# Worms?



## piranhazamin (Nov 12, 2010)

Any opinions about worms? I used to feed them to my gars nothing bad happened. How about P's?


----------



## JoeDizzleMPLS (Nov 5, 2007)

Are you talking about nightcrawlers? I feed them to my fish, they love em -- it's good to squeeze the gunk out of them first tho.


----------



## CLUSTER ONE (Aug 2, 2006)

It's fine just if your capturing them yourself make sure its somewhere where chemicals arnt being sprayed


----------



## marilynmonroe (Jan 8, 2009)

Yes they are great for them, just buy them at a bait shop


----------



## piranhazamin (Nov 12, 2010)

So earthworms are safe ?


----------



## Vince302 (Sep 8, 2008)

yeah! From bait shop or simply on your backyard , i feed mine lots of thems and they seems to love it !

I even had a plastic box with hundreds of them from trout fishing , they even breed !, I have full of little 1 incher in that ! plus they are free maintenance, just watch for proper humidity and add leafs and couple of pieces of vegetables for food.

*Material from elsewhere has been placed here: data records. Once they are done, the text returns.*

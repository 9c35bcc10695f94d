use std::{fmt, future::Future};

use crate::{
	classify::{self, FailureKind},
	error::{Error, Result},
	pacer::Pacer,
};

/// Runs `operation` through the pacer with a bounded retry budget.
///
/// Each attempt waits for a pacing slot first. A success resets the backoff
/// step and returns immediately. A quota-exhaustion failure enters backoff
/// (honoring an explicit retry delay when the failure carries one) and
/// consumes budget; every other failure propagates unchanged on first
/// occurrence, with no retry and no backoff mutation.
pub async fn execute<T, E, F, Fut>(
	pacer: &Pacer,
	max_attempts: u32,
	mut operation: F,
) -> Result<T, E>
where
	F: FnMut() -> Fut,
	Fut: Future<Output = std::result::Result<T, E>>,
	E: fmt::Display,
{
	let mut last_quota_error = String::new();

	for attempt in 1..=max_attempts {
		pacer.acquire_slot().await;

		match operation().await {
			Ok(value) => {
				pacer.reset_backoff();

				return Ok(value);
			},
			Err(err) => {
				let description = err.to_string();

				match classify::classify_failure(&description) {
					FailureKind::Quota { retry_delay } => {
						tracing::warn!(attempt, max_attempts, "Call hit the remote quota.");
						pacer.enter_backoff(retry_delay);

						last_quota_error = description;
					},
					FailureKind::Other => return Err(Error::Operation(err)),
				}
			},
		}
	}

	Err(Error::BudgetExhausted { attempts: max_attempts, last_error: last_quota_error })
}
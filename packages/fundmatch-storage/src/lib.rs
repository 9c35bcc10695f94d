mod error;

pub mod index;
pub mod ledger;

pub use error::{Error, Result};
pub use index::{IndexEntry, ScoredMatch, SimilarityIndex};
pub use ledger::{ProcessedEntry, ProcessedLedger};
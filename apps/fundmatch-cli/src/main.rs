use clap::Parser;

#[tokio::main]
async fn main() -> color_eyre::Result<()> {
	color_eyre::install()?;

	let args = fundmatch_cli::Args::parse();

	fundmatch_cli::run(args).await
}
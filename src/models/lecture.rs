use sea_orm::entity::prelude::*;
use serde::{Deserialize, Serialize};
use utoipa::ToSchema;

#[derive(Clone, Debug, PartialEq, DeriveEntityModel, Serialize, Deserialize, ToSchema)]
#[sea_orm(table_name = "lectures")]
pub struct Model {
    #[sea_orm(primary_key)]
    pub id: i32,
    pub course_id: i32,
    pub title: String,
    pub description: String,
    pub media_public_id: Option<String>,
    pub media_url: Option<String>,
    pub created_at: DateTime,
    pub updated_at: DateTime,
}

#[derive(Copy, Clone, Debug, EnumIter, DeriveRelation)]
pub enum Relation {
    #[sea_orm(
        belongs_to = "super::course::Entity",
        from = "Column::CourseId",
        to = "super::course::Column::Id",
        on_delete = "Cascade"
    )]
    Course,
}

impl Related<super::course::Entity> for Entity {
    fn to() -> RelationDef {
        Relation::Course.def()
    }
}

impl ActiveModelBehavior for ActiveModel {}
use std::env;

#[derive(Clone)]
pub struct EmailConfig {
    pub smtp_host: String,
    pub smtp_port: u16,
    pub smtp_username: String,
    pub smtp_password: String,
    pub from_address: String,
}

impl EmailConfig {
    /// Read SMTP settings from environment variables.
    /// Returns None if SMTP is not configured (graceful degradation).
    pub fn from_env() -> Option<Self> {
        let smtp_host = env::var("SMTP_HOST").ok()?;
        let smtp_port = env::var("SMTP_PORT")
            .ok()
            .and_then(|s| s.parse().ok())
            .unwrap_or(587);
        let smtp_username = env::var("SMTP_USERNAME").ok()?;
        let smtp_password = env::var("SMTP_PASSWORD").ok()?;
        let from_address =
            env::var("SMTP_FROM").unwrap_or_else(|_| format!("LMS <{}>", smtp_username.clone()));

        Some(Self {
            smtp_host,
            smtp_port,
            smtp_username,
            smtp_password,
            from_address,
        })
    }
}
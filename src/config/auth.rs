use std::env;

#[derive(Debug, Clone)]
pub struct AuthConfig {
    /// Base URL the password-reset link points at.
    pub frontend_url: String,
}

impl AuthConfig {
    pub fn from_env() -> Self {
        let frontend_url = env::var("FRONTEND_URL")
            .unwrap_or_else(|_| "http://localhost:3000".to_string())
            .trim_end_matches('/')
            .to_string();

        Self { frontend_url }
    }
}
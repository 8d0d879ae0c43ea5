pub mod cookie;
pub mod jwt;
pub mod password;
pub mod reset_token;

pub use jwt::TokenIssuer;
pub use password::{hash_password, verify_password};
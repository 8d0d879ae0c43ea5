use std::env;

#[derive(Debug, Clone)]
pub struct CookieConfig {
    pub secure: bool,
    pub same_site: &'static str,
}

impl CookieConfig {
    /// The `Secure` attribute is tied to the deployment environment:
    /// cookies are HTTPS-only when APP_ENV=production.
    pub fn from_env() -> Self {
        let production = env::var("APP_ENV")
            .map(|v| v.trim().eq_ignore_ascii_case("production"))
            .unwrap_or(false);

        let same_site = parse_same_site(
            &env::var("AUTH_COOKIE_SAMESITE").unwrap_or_else(|_| "Lax".to_string()),
        );

        // Browsers require SameSite=None cookies to also be Secure.
        let secure = production || same_site == "None";

        Self { secure, same_site }
    }
}

fn parse_same_site(value: &str) -> &'static str {
    match value.trim().to_ascii_lowercase().as_str() {
        "strict" => "Strict",
        "none" => "None",
        _ => "Lax",
    }
}
use crate::{
    config::auth::AuthConfig,
    error::{AppError, AppResult},
    models::{user, Role, User, UserModel},
    services::email::Notifier,
    utils::{
        password::{hash_password_async, verify_password_async},
        reset_token,
    },
};
use sea_orm::{
    ActiveModelTrait, ActiveValue::Set, ColumnTrait, DatabaseConnection, EntityTrait, QueryFilter,
    SqlErr,
};

/// Placeholder until the user uploads an avatar; the public id stays
/// keyed by email.
const DEFAULT_AVATAR_URL: &str = "/uploads/lms/default-avatar.png";

pub fn normalize_email(raw: &str) -> String {
    raw.trim().to_lowercase()
}

pub fn normalize_full_name(raw: &str) -> String {
    raw.trim().to_lowercase()
}

pub struct AuthService {
    db: DatabaseConnection,
    config: AuthConfig,
}

impl AuthService {
    pub fn new(db: DatabaseConnection) -> Self {
        Self {
            db,
            config: AuthConfig::from_env(),
        }
    }

    pub fn with_config(db: DatabaseConnection, config: AuthConfig) -> Self {
        Self { db, config }
    }

    /// Register a new user with the default role and a placeholder
    /// avatar. Email uniqueness is enforced by the database constraint,
    /// not a check-then-create; a unique violation maps to
    /// `DuplicateEmail`, so two concurrent registrations cannot both
    /// succeed.
    pub async fn register(
        &self,
        full_name: &str,
        email: &str,
        password: &str,
    ) -> AppResult<UserModel> {
        let email = normalize_email(email);
        let full_name = normalize_full_name(full_name);
        let password_hash = hash_password_async(password.to_string()).await?;
        let now = chrono::Utc::now().naive_utc();

        let new_user = user::ActiveModel {
            full_name: Set(full_name),
            email: Set(email.clone()),
            password_hash: Set(password_hash),
            avatar_public_id: Set(email),
            avatar_url: Set(DEFAULT_AVATAR_URL.to_string()),
            role: Set(Role::User),
            created_at: Set(now),
            updated_at: Set(now),
            ..Default::default()
        };

        let user = new_user.insert(&self.db).await.map_err(|e| {
            if matches!(e.sql_err(), Some(SqlErr::UniqueConstraintViolation(_))) {
                AppError::DuplicateEmail
            } else {
                AppError::Database(e)
            }
        })?;

        tracing::info!(user_id = user.id, "user registered");
        Ok(user)
    }

    /// Unknown email and wrong password return the identical error.
    pub async fn login(&self, email: &str, password: &str) -> AppResult<UserModel> {
        let email = normalize_email(email);
        let user = User::find()
            .filter(user::Column::Email.eq(&email))
            .one(&self.db)
            .await?
            .ok_or(AppError::InvalidCredentials)?;

        let is_valid =
            verify_password_async(password.to_string(), user.password_hash.clone()).await?;
        if !is_valid {
            return Err(AppError::InvalidCredentials);
        }

        Ok(user)
    }

    pub async fn get_user_by_id(&self, id: i32) -> AppResult<UserModel> {
        User::find_by_id(id)
            .one(&self.db)
            .await?
            .ok_or(AppError::NotFound)
    }

    /// On an old-password mismatch nothing is written. Sessions are
    /// stateless, so tokens issued before the change stay valid until
    /// their own expiry.
    pub async fn change_password(
        &self,
        user_id: i32,
        old_password: &str,
        new_password: &str,
    ) -> AppResult<()> {
        let user = self.get_user_by_id(user_id).await?;

        let is_valid =
            verify_password_async(old_password.to_string(), user.password_hash.clone()).await?;
        if !is_valid {
            return Err(AppError::InvalidCredentials);
        }

        let new_hash = hash_password_async(new_password.to_string()).await?;
        let now = chrono::Utc::now().naive_utc();
        let mut active: user::ActiveModel = user.into();
        active.password_hash = Set(new_hash);
        active.updated_at = Set(now);
        active.update(&self.db).await?;
        Ok(())
    }

    /// Generate a reset secret, persist its digest and expiry, then mail
    /// the link. There is no cross-service transaction, so a delivery
    /// failure triggers a compensating rollback: the reset fields are
    /// cleared again before the error surfaces, and no token the user
    /// never received stays valid. Returns the recipient address.
    pub async fn forgot_password(&self, email: &str, notifier: &dyn Notifier) -> AppResult<String> {
        let email = normalize_email(email);
        let user = User::find()
            .filter(user::Column::Email.eq(&email))
            .one(&self.db)
            .await?
            .ok_or(AppError::NotFound)?;

        let (token, digest) = reset_token::generate()?;
        let now = chrono::Utc::now().naive_utc();

        let mut active: user::ActiveModel = user.into();
        active.password_reset_digest = Set(Some(digest));
        active.password_reset_expires = Set(Some(reset_token::expiry()));
        active.updated_at = Set(now);
        let user = active.update(&self.db).await?;

        let recipient = user.email.clone();
        let reset_url = format!("{}/reset-password/{}", self.config.frontend_url, token);
        let body = format!(
            "You can reset your password by clicking <a href=\"{reset_url}\" target=\"_blank\">Reset your password</a>.<br/>\
            If the above link does not work, copy and paste this URL into a new tab: {reset_url}<br/>\
            The link expires in {} minutes. If you have not requested this, kindly ignore.",
            reset_token::RESET_TOKEN_TTL_MINUTES
        );

        if let Err(e) = notifier.send(&recipient, "Reset Password", &body).await {
            let mut active: user::ActiveModel = user.into();
            active.password_reset_digest = Set(None);
            active.password_reset_expires = Set(None);
            active.updated_at = Set(chrono::Utc::now().naive_utc());
            active.update(&self.db).await?;
            tracing::warn!(email = %recipient, "reset email delivery failed, reset token rolled back");
            return Err(e);
        }

        tracing::info!(email = %recipient, "password reset email sent");
        Ok(recipient)
    }

    /// Consume a reset token: digest must match a record and the expiry
    /// must still be in the future. The digest is cleared on success, so
    /// a token works exactly once. Unknown and expired tokens fail with
    /// the same error.
    pub async fn reset_password(&self, token: &str, new_password: &str) -> AppResult<()> {
        let digest = reset_token::digest(token);
        let user = User::find()
            .filter(user::Column::PasswordResetDigest.eq(&digest))
            .one(&self.db)
            .await?
            .ok_or(AppError::InvalidOrExpiredToken)?;

        match user.password_reset_expires {
            Some(expires) if expires > chrono::Utc::now().naive_utc() => {}
            _ => return Err(AppError::InvalidOrExpiredToken),
        }

        let new_hash = hash_password_async(new_password.to_string()).await?;
        let now = chrono::Utc::now().naive_utc();
        let mut active: user::ActiveModel = user.into();
        active.password_hash = Set(new_hash);
        active.password_reset_digest = Set(None);
        active.password_reset_expires = Set(None);
        active.updated_at = Set(now);
        active.update(&self.db).await?;

        Ok(())
    }
}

baby next to a bigger one , my 3 " serra love them !


----------



## fiveo93 (Jan 19, 2004)

at one time worms were considered the safest and one of the healthiest thing to feed em. (protien) like they said earlier, just squeeze the sh*t outta them first


----------



## BRUNER247 (Jun 2, 2010)

They're still a great food source!just as good if not better than anything else you could offer.


----------